# [Exercise requirements]
Report the count of lines below that include "does", without any other text.
-------- Records for this task --------
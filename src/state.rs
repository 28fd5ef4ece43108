//! Shared application state handed to every invocation.

use std::sync::Arc;

use crate::bot::broadcast::BroadcastTask;
use crate::bot::conversation::Conversation;
use crate::config::GlobalConfig;
use crate::messenger::{DeliveryChannel, PageSettings};
use crate::models::reply::{JOKE_PAYLOAD, START_PAYLOAD};
use crate::persistence::db::Database;

/// Immutable state shared by the webhook server and the scheduler.
///
/// Holds the connection pool, not a connection: each invocation checks out
/// its own.
#[derive(Clone)]
pub struct AppState {
    /// Validated configuration with credentials loaded.
    pub config: Arc<GlobalConfig>,
    /// `SQLite` pool.
    pub db: Arc<Database>,
    /// Outbound platform channel.
    pub channel: Arc<dyn DeliveryChannel>,
}

impl AppState {
    /// Bundle the shared pieces.
    #[must_use]
    pub fn new(
        config: Arc<GlobalConfig>,
        db: Arc<Database>,
        channel: Arc<dyn DeliveryChannel>,
    ) -> Self {
        Self {
            config,
            db,
            channel,
        }
    }

    /// Conversation handler for webhook invocations.
    #[must_use]
    pub fn conversation(&self) -> Conversation {
        Conversation::new(
            Arc::clone(&self.config),
            Arc::clone(&self.db),
            Arc::clone(&self.channel),
        )
    }

    /// Broadcast task for scheduled invocations.
    #[must_use]
    pub fn broadcast_task(&self) -> BroadcastTask {
        BroadcastTask::new(
            Arc::clone(&self.db),
            Arc::clone(&self.channel),
            (&self.config.selection).into(),
            self.config.broadcast.local_hour,
        )
    }

    /// Page settings derived from the content config.
    #[must_use]
    pub fn page_settings(&self) -> PageSettings {
        PageSettings {
            greeting_text: self.config.content.greeting_text.clone(),
            get_started_payload: START_PAYLOAD.to_owned(),
            menu: vec![(
                self.config.content.menu_title.clone(),
                JOKE_PAYLOAD.to_owned(),
            )],
        }
    }
}
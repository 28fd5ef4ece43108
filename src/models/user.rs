//! Subscriber model.

use chrono::{DateTime, Utc};
use serde::{Deserialize, Serialize};
use serde_json::Value;

/// Offsets outside this range do not exist on Earth; profiles reporting
/// them are clamped.
pub const MIN_UTC_OFFSET: i32 = -12;
/// See [`MIN_UTC_OFFSET`].
pub const MAX_UTC_OFFSET: i32 = 14;

/// A subscribed Messenger user. Created once on "Get Started" and never
/// updated afterwards.
#[derive(Debug, Clone, Serialize, Deserialize, PartialEq)]
pub struct User {
    /// Page-scoped sender id.
    pub id: String,
    /// Whole-hour UTC offset captured from the platform profile.
    pub timezone_offset_hours: i32,
    /// Remaining profile attributes, stored as delivered by the platform.
    pub profile: Value,
    /// Subscription timestamp.
    pub created_at: DateTime<Utc>,
}

impl User {
    /// Build a subscriber from a platform profile document.
    ///
    /// The `timezone` field may be fractional (e.g. `5.5`); it is rounded to
    /// the nearest hour. A missing or non-numeric `timezone` yields offset 0.
    /// The `id` field, if the platform echoes one, is not duplicated into the
    /// stored profile.
    #[must_use]
    pub fn from_profile(id: impl Into<String>, profile: Value) -> Self {
        let timezone_offset_hours = profile
            .get("timezone")
            .and_then(Value::as_f64)
            .map_or(0, offset_from_hours);

        let profile = match profile {
            Value::Object(mut map) => {
                map.remove("id");
                Value::Object(map)
            }
            Value::Null => Value::Object(serde_json::Map::new()),
            other => other,
        };

        Self {
            id: id.into(),
            timezone_offset_hours,
            profile,
            created_at: Utc::now(),
        }
    }
}

#[allow(clippy::cast_possible_truncation)] // clamped to -12..=14 before the cast
fn offset_from_hours(hours: f64) -> i32 {
    let clamped = hours
        .round()
        .clamp(f64::from(MIN_UTC_OFFSET), f64::from(MAX_UTC_OFFSET));
    clamped as i32
}
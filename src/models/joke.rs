//! Joke content model.

use chrono::{DateTime, Utc};
use serde::{Deserialize, Serialize};

/// A joke row: prompt plus the answer revealed by the follow-up button.
///
/// `consumed_at` is the only field that changes after seeding; it records
/// the last time the joke went out in a broadcast.
#[derive(Debug, Clone, Serialize, Deserialize, PartialEq, Eq)]
pub struct Joke {
    /// Integer identifier, also used as the reveal postback payload.
    pub id: i64,
    /// Set-up line shown first.
    pub prompt: String,
    /// Label of the button that reveals the answer.
    pub button_label: String,
    /// Punchline text.
    pub answer: String,
    /// Image sent ahead of the punchline.
    pub answer_image_url: String,
    /// Last broadcast time, `None` if never broadcast.
    pub consumed_at: Option<DateTime<Utc>>,
}

/// Joke content used when seeding the store.
#[derive(Debug, Clone, Serialize, Deserialize, PartialEq, Eq)]
pub struct NewJoke {
    /// Set-up line shown first.
    pub prompt: String,
    /// Label of the button that reveals the answer.
    pub button_label: String,
    /// Punchline text.
    pub answer: String,
    /// Image sent ahead of the punchline.
    pub answer_image_url: String,
}

impl NewJoke {
    /// Construct seed content.
    #[must_use]
    pub fn new(
        prompt: impl Into<String>,
        button_label: impl Into<String>,
        answer: impl Into<String>,
        answer_image_url: impl Into<String>,
    ) -> Self {
        Self {
            prompt: prompt.into(),
            button_label: button_label.into(),
            answer: answer.into(),
            answer_image_url: answer_image_url.into(),
        }
    }
}
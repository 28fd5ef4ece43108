//! Error types shared across the application.

use std::fmt::{Display, Formatter};

/// Shared application result type.
pub type Result<T> = std::result::Result<T, AppError>;

/// Application error enumeration covering all domain failure modes.
#[derive(Debug)]
pub enum AppError {
    /// Configuration parsing or validation failure.
    Config(String),
    /// Persistence failure when interacting with `SQLite` (store unavailable).
    Db(String),
    /// Selection found no eligible joke.
    NoContentAvailable(String),
    /// Messenger Send API or Graph API call rejected or unreachable.
    Delivery(String),
    /// Requested entity does not exist.
    NotFound(String),
    /// Inbound webhook body could not be understood.
    Webhook(String),
    /// File-system or I/O operation failure.
    Io(String),
}

impl Display for AppError {
    fn fmt(&self, f: &mut Formatter<'_>) -> std::fmt::Result {
        match self {
            Self::Config(msg) => write!(f, "config: {msg}"),
            Self::Db(msg) => write!(f, "db: {msg}"),
            Self::NoContentAvailable(msg) => write!(f, "no content available: {msg}"),
            Self::Delivery(msg) => write!(f, "delivery: {msg}"),
            Self::NotFound(msg) => write!(f, "not found: {msg}"),
            Self::Webhook(msg) => write!(f, "webhook: {msg}"),
            Self::Io(msg) => write!(f, "io: {msg}"),
        }
    }
}

impl std::error::Error for AppError {}

impl From<toml::de::Error> for AppError {
    fn from(err: toml::de::Error) -> Self {
        Self::Config(format!("invalid config: {err}"))
    }
}

impl From<sqlx::Error> for AppError {
    fn from(err: sqlx::Error) -> Self {
        Self::Db(err.to_string())
    }
}

impl From<reqwest::Error> for AppError {
    fn from(err: reqwest::Error) -> Self {
        Self::Delivery(err.to_string())
    }
}

impl From<serde_json::Error> for AppError {
    fn from(err: serde_json::Error) -> Self {
        Self::Webhook(format!("invalid json: {err}"))
    }
}
use anyhow::{Context, Result};
use serde::Deserialize;
use std::path::Path;

/// Subset of the `parameters.json` the capture tool writes at the dataset root.
#[derive(Debug, Clone, Default, Deserialize)]
pub struct CaptureParameters {
    #[serde(default)]
    pub experiment_name: Option<String>,
    #[serde(default)]
    pub maps: Vec<String>,
    #[serde(default)]
    pub imgs_per_map: Option<u64>,
    #[serde(default)]
    pub camera_res: Option<[u32; 2]>,
    #[serde(default)]
    pub camera_fov: Option<f64>,
}

impl CaptureParameters {
    /// `Ok(None)` when the file does not exist.
    pub fn load(path: &Path) -> Result<Option<Self>> {
        if !path.is_file() {
            return Ok(None);
        }
        let raw = std::fs::read(path).with_context(|| format!("read {}", path.display()))?;
        let params = serde_json::from_slice(&raw)
            .with_context(|| format!("parse capture parameters {}", path.display()))?;
        Ok(Some(params))
    }

    pub fn describes_map(&self, map: &str) -> bool {
        self.maps.is_empty() || self.maps.iter().any(|m| m == map)
    }
}

#[cfg(test)]
mod tests {
    use super::*;
    use tempfile::TempDir;

    #[test]
    fn load_reads_known_fields_and_ignores_the_rest() {
        let tmp = TempDir::new().expect("tempdir");
        let path = tmp.path().join("parameters.json");
        std::fs::write(
            &path,
            br#"{"host": "localhost", "port": 64256, "experiment_name": "dataset",
                "maps": ["italy", "east_coast_usa"], "imgs_per_map": 1000,
                "camera_res": [2048, 1024], "camera_fov": 70, "change_tod": true}"#,
        )
        .expect("write params");

        let params = CaptureParameters::load(&path)
            .expect("load")
            .expect("file present");
        assert_eq!(params.imgs_per_map, Some(1000));
        assert_eq!(params.camera_res, Some([2048, 1024]));
        assert!(params.describes_map("italy"));
        assert!(!params.describes_map("west_coast"));
    }

    #[test]
    fn missing_file_is_none_and_garbage_is_an_error() {
        let tmp = TempDir::new().expect("tempdir");
        let path = tmp.path().join("parameters.json");
        assert!(CaptureParameters::load(&path).expect("load").is_none());

        std::fs::write(&path, b"{not json").expect("write");
        let err = CaptureParameters::load(&path).expect_err("garbage must fail");
        assert!(format!("{err:#}").contains("parse capture parameters"));
    }
}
--------
# [Your response]
2